Having to forswear foods I have loved all my life.
Trying to find low carb meals when eating out.
Just had a thought (rare for me).

A standard OGTT involves lots of blood testing at short intervals to get a profile of your insulin response.

Would it not be more efficient to fit the testee with a CGM sensor (perhaps the day before), calibrate it at the start of the test and then use the readings?

Much less invasive than the regular finger pricking and if done properly you could get a continuous readout.

£30 or so for the sensor is a trivial cost compared to all the other stuff going on.
 
You would think so, wouldn't you!
However, there's always one or two buts ain't there?
I have only had a extended OGTT, and a cannula is fitted for venous blood samples.
The glucometer they use is a really good piece of equipment and more sensitive than any other blood glucose monitor.
Others might disagree, but cgms can give a wider range just like a glucometer used at home.
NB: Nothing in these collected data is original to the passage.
use regex::Regex;

use super::view::TableView;
use crate::error::{MineError, MineResult};

/// Splits a candidate block into columns at offsets derived from its
/// header line.
///
/// Offsets are character offsets, not byte offsets: the extractor aligned
/// the layout by visual columns, and byte offsets would drift on any
/// multibyte character.
pub struct ColumnSplitter {
    separator: Regex,
    start_0: bool,
}

impl ColumnSplitter {
    pub fn new(space: usize, start_0: bool) -> MineResult<Self> {
        if space < 1 {
            return Err(MineError::configuration(format!(
                "space must be >= 1, got {}",
                space
            )));
        }
        let separator = Regex::new(&format!(r"[ ]{{{},}}", space))
            .map_err(|e| MineError::configuration(format!("invalid separator pattern: {}", e)))?;
        Ok(Self { separator, start_0 })
    }

    /// Parse one block into a table view. The block's first line is the
    /// header; every remaining line is sliced into cells at the header's
    /// column offsets. The returned view may have zero rows (header-only
    /// block, or a header with fewer than two tokens); the caller decides
    /// whether to keep it.
    pub fn parse_block(&self, block: &[String]) -> MineResult<TableView> {
        let header = match block.first() {
            Some(line) => line.as_str(),
            None => return TableView::new(Vec::new(), Vec::new()),
        };

        let (headers, mut splits) = self.header_columns(header);

        if self.start_0 {
            if let Some(first) = splits.first_mut() {
                *first = 0;
            }
        }

        let mut data = Vec::new();
        if splits.len() > 1 {
            for row in &block[1..] {
                let mut cells = Vec::with_capacity(splits.len());
                for pair in splits.windows(2) {
                    cells.push(slice_chars(row, pair[0], Some(pair[1])).trim().to_string());
                }
                let last = splits[splits.len() - 1];
                cells.push(slice_chars(row, last, None).trim().to_string());
                data.push(cells);
            }
        }

        TableView::new(headers, data)
    }

    /// Tokenize the header line and derive one split point per token.
    ///
    /// Tokens are the trimmed segments between separator gaps; each split
    /// point is the character offset where the token's text begins. Deriving
    /// offsets from the segment spans keeps them strictly increasing even
    /// when two header tokens carry identical text, where a leftmost
    /// substring search would collapse both onto the first occurrence.
    fn header_columns(&self, header: &str) -> (Vec<String>, Vec<usize>) {
        let mut headers = Vec::new();
        let mut splits = Vec::new();

        let mut segment_start = 0;
        let mut push_segment = |start: usize, end: usize| {
            let segment = &header[start..end];
            let token = segment.trim();
            if token.is_empty() {
                return;
            }
            let leading = segment.len() - segment.trim_start().len();
            let token_byte_offset = start + leading;
            headers.push(token.to_string());
            splits.push(header[..token_byte_offset].chars().count());
        };

        for gap in self.separator.find_iter(header) {
            push_segment(segment_start, gap.start());
            segment_start = gap.end();
        }
        push_segment(segment_start, header.len());

        (headers, splits)
    }
}

/// Slice a string by character offsets, clamped to its length. `None` for
/// the end means "to end of line".
fn slice_chars(s: &str, start: usize, end: Option<usize>) -> &str {
    let mut indices = s.char_indices().map(|(i, _)| i);
    let byte_start = match indices.nth(start) {
        Some(i) => i,
        None => return "",
    };
    let byte_end = match end {
        Some(end) if end > start => s
            .char_indices()
            .map(|(i, _)| i)
            .nth(end)
            .unwrap_or(s.len()),
        Some(_) => return "",
        None => s.len(),
    };
    &s[byte_start..byte_end]
}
But it should be possible soon enough as the technology is making great strides in non invasive testing machines.
 
The standard OGTTs I had were in my doc surgery administered by one of the nurses.
They involved a prick test and a venous sample (for lab analysis) at the start.
Then the same again at 120 mins.
There was no interim testing (actually they sent me home to return at the end)
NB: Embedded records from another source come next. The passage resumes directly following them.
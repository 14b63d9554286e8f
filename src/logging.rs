use tracing::info;
use tracing_subscriber::{fmt, layer::SubscriberExt, util::SubscriberInitExt, EnvFilter, Registry};

/// Initialize the logging system.
///
/// Logs go to stderr so stdout stays clean for rendered tables. The
/// `TABLEMINE_LOG` environment variable overrides the level when set.
pub fn init_logging(verbose: bool) {
    let default_level = if verbose { "debug" } else { "info" };

    let env_filter = EnvFilter::try_from_env("TABLEMINE_LOG")
        .unwrap_or_else(|_| EnvFilter::new(format!("tablemine={}", default_level)));

    let console_layer = fmt::layer()
        .with_writer(std::io::stderr)
        .with_target(false)
        .without_time()
        .compact();

    Registry::default().with(env_filter).with(console_layer).init();
}

/// Scoped timer for mining steps.
///
/// The timer is a value owned by the caller, started and stopped by scope
/// rather than through shared mutable state. Dropping it logs the elapsed
/// time for the operation.
pub struct PerformanceTimer {
    start: std::time::Instant,
    operation: String,
}

impl PerformanceTimer {
    pub fn start(operation: impl Into<String>) -> Self {
        let operation = operation.into();
        Self {
            start: std::time::Instant::now(),
            operation,
        }
    }

    pub fn checkpoint(&self, checkpoint: &str) {
        let elapsed = self.start.elapsed();
        info!(
            "{} - {}: {:.2}ms",
            self.operation,
            checkpoint,
            elapsed.as_secs_f64() * 1000.0
        );
    }

    pub fn elapsed(&self) -> std::time::Duration {
        self.start.elapsed()
    }
}

impl Drop for PerformanceTimer {
    fn drop(&mut self) {
        let elapsed = self.start.elapsed();
        info!(
            "completed {}: {:.2}ms",
            self.operation,
            elapsed.as_secs_f64() * 1000.0
        );
    }
}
So I am guessing that didn’t cost them as much as the fitting, explaining, downloading data, etc. that would be involved in fitting a CGM (Libre).

But I certainly agree that it would be an economy to use it for longer tests.
 
I've had an OGTT in hospital. They fitted a canula and took blood every 15 mins. They did ask me finger prick test a few times too just to check I wasn't going too high. It's the consistency of the lab testing that's important - any of our machines have a bigger error margin.
 
I think we might be rather surprised how many OGTTs are actually done, bearing in mind they will be done for gestational diabetes as well as a raft of other things. The time and cost of supplying and fitting the CGMs + training of staff, plus the likely ongoing need for the start and any critical point bloods still being done, the costs would be huge, versus the true clinical benefits.

A finger prick test, placement of a cannual and the clipping on and off of a couple of vaccuvials is likely to be much less.

I would consider the NHS to be some way away from that particular change.